Please retype the records below exactly, from the first line down to and including the line with "impl std::error::Error for".

(Beginning of Material to process)

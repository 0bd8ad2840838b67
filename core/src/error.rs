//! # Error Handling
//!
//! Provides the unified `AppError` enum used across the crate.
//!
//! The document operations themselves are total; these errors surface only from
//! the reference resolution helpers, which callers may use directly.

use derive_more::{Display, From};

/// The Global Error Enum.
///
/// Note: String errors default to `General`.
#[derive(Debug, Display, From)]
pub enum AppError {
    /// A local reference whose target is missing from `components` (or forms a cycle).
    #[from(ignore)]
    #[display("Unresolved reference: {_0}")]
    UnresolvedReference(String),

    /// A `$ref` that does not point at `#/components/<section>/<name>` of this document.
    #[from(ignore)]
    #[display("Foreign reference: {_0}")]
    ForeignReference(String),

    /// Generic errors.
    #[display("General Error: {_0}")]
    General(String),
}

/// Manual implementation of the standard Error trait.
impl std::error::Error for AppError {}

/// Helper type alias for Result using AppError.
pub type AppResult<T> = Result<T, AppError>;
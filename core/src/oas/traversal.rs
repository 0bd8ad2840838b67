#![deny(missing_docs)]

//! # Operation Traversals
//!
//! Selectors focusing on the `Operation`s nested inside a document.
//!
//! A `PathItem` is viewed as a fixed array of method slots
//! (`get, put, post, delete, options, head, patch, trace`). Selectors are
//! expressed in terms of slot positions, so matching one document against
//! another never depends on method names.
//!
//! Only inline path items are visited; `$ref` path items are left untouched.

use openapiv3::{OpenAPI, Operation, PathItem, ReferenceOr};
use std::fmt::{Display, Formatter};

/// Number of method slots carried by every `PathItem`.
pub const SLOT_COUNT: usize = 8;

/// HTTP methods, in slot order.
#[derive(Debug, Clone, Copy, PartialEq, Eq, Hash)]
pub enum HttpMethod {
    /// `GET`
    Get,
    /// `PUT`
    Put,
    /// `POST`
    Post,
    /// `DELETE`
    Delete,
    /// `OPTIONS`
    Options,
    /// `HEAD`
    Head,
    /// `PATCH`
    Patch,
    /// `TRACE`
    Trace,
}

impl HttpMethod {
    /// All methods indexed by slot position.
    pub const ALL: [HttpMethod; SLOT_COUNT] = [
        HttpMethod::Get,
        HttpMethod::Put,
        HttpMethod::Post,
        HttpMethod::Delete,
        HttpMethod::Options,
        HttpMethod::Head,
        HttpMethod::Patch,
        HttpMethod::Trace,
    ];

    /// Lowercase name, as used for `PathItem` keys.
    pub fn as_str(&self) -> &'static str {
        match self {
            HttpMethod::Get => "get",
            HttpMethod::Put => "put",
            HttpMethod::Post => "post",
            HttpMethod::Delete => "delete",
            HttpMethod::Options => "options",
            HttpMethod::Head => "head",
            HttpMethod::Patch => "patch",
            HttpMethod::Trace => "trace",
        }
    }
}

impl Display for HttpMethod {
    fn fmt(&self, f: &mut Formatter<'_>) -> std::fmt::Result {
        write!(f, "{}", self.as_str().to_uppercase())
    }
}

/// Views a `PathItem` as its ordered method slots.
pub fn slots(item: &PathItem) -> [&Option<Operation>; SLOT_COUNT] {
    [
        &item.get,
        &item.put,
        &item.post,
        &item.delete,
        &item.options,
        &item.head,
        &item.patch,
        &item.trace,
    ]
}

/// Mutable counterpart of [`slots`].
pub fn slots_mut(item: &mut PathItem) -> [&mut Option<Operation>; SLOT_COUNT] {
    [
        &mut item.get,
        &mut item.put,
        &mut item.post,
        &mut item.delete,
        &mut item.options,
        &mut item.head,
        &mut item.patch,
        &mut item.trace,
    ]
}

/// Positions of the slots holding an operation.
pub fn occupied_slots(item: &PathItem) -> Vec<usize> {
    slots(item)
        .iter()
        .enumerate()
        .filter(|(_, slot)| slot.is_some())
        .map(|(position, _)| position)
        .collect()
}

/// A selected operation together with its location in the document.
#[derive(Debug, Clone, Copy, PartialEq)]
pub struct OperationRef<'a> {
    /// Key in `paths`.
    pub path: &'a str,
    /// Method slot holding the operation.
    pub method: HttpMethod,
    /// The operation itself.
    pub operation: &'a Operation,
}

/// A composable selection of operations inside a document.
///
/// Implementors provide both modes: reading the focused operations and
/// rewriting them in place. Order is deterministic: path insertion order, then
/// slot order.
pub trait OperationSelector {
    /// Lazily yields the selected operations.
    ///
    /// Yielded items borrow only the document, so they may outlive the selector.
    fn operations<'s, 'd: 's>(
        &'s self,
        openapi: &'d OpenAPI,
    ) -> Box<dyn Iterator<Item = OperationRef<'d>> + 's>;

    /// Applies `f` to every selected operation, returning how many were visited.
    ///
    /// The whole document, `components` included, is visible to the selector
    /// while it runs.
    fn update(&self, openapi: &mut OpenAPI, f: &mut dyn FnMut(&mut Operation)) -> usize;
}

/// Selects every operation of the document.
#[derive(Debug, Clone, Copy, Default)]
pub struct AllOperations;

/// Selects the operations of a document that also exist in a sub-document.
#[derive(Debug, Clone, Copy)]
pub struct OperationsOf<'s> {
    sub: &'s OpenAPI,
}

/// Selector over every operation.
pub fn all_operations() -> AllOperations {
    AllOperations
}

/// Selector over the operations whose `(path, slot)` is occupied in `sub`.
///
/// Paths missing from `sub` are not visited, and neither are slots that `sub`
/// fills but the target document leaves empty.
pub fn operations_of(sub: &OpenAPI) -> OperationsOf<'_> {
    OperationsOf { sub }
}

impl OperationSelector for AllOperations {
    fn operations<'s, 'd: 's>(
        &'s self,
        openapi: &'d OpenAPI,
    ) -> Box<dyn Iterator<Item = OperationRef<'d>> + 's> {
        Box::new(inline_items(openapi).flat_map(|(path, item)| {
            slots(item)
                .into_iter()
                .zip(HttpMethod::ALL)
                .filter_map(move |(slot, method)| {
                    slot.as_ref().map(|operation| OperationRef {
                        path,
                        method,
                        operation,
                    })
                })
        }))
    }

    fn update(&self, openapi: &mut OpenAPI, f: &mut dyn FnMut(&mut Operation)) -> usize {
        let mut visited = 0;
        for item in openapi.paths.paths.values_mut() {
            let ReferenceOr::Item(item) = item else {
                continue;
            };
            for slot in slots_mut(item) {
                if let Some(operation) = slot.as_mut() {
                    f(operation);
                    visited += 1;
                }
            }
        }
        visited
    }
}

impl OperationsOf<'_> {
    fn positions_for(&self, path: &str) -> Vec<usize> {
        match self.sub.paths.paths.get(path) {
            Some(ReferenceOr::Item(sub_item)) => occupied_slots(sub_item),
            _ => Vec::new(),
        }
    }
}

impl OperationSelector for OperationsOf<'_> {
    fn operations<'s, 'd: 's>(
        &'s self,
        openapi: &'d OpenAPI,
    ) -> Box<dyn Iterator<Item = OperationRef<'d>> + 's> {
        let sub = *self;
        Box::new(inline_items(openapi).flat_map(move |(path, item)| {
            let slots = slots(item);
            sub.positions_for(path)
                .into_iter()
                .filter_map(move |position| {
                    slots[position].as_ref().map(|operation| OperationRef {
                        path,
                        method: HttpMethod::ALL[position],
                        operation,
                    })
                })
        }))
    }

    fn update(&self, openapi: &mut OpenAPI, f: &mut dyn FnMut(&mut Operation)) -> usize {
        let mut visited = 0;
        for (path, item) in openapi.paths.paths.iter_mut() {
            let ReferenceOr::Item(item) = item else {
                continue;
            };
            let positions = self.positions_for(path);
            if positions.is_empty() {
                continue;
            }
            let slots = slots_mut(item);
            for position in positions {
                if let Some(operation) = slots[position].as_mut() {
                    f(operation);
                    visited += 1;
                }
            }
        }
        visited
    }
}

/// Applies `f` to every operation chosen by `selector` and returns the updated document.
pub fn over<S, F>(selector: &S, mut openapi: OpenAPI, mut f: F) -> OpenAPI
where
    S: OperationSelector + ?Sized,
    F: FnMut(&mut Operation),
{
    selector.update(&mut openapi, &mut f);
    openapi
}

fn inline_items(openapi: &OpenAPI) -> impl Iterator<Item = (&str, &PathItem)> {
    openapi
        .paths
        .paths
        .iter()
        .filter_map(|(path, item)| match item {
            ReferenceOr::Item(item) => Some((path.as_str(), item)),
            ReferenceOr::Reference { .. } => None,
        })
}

(End of Material to process)

Answer for the task:
repository 0bd8ad2840838b67
filename core/src/error.rs
//! # Error Handling
//!
//! Provides the unified `AppError` enum used across the crate.
//!
//! The document operations themselves are total; these errors surface only from
//! the reference resolution helpers, which callers may use directly.

use derive_more::{Display, From};

/// The Global Error Enum.
///
/// Note: String errors default to `General`.
#[derive(Debug, Display, From)]
pub enum AppError {
    /// A local reference whose target is missing from `components` (or forms a cycle).
    #[from(ignore)]
    #[display("Unresolved reference: {_0}")]
    UnresolvedReference(String),

    /// A `$ref` that does not point at `#/components/<section>/<name>` of this document.
    #[from(ignore)]
    #[display("Foreign reference: {_0}")]
    ForeignReference(String),

    /// Generic errors.
    #[display("General Error: {_0}")]
    General(String),
}

/// Manual implementation of the standard Error trait.
impl std::error::Error for AppError {}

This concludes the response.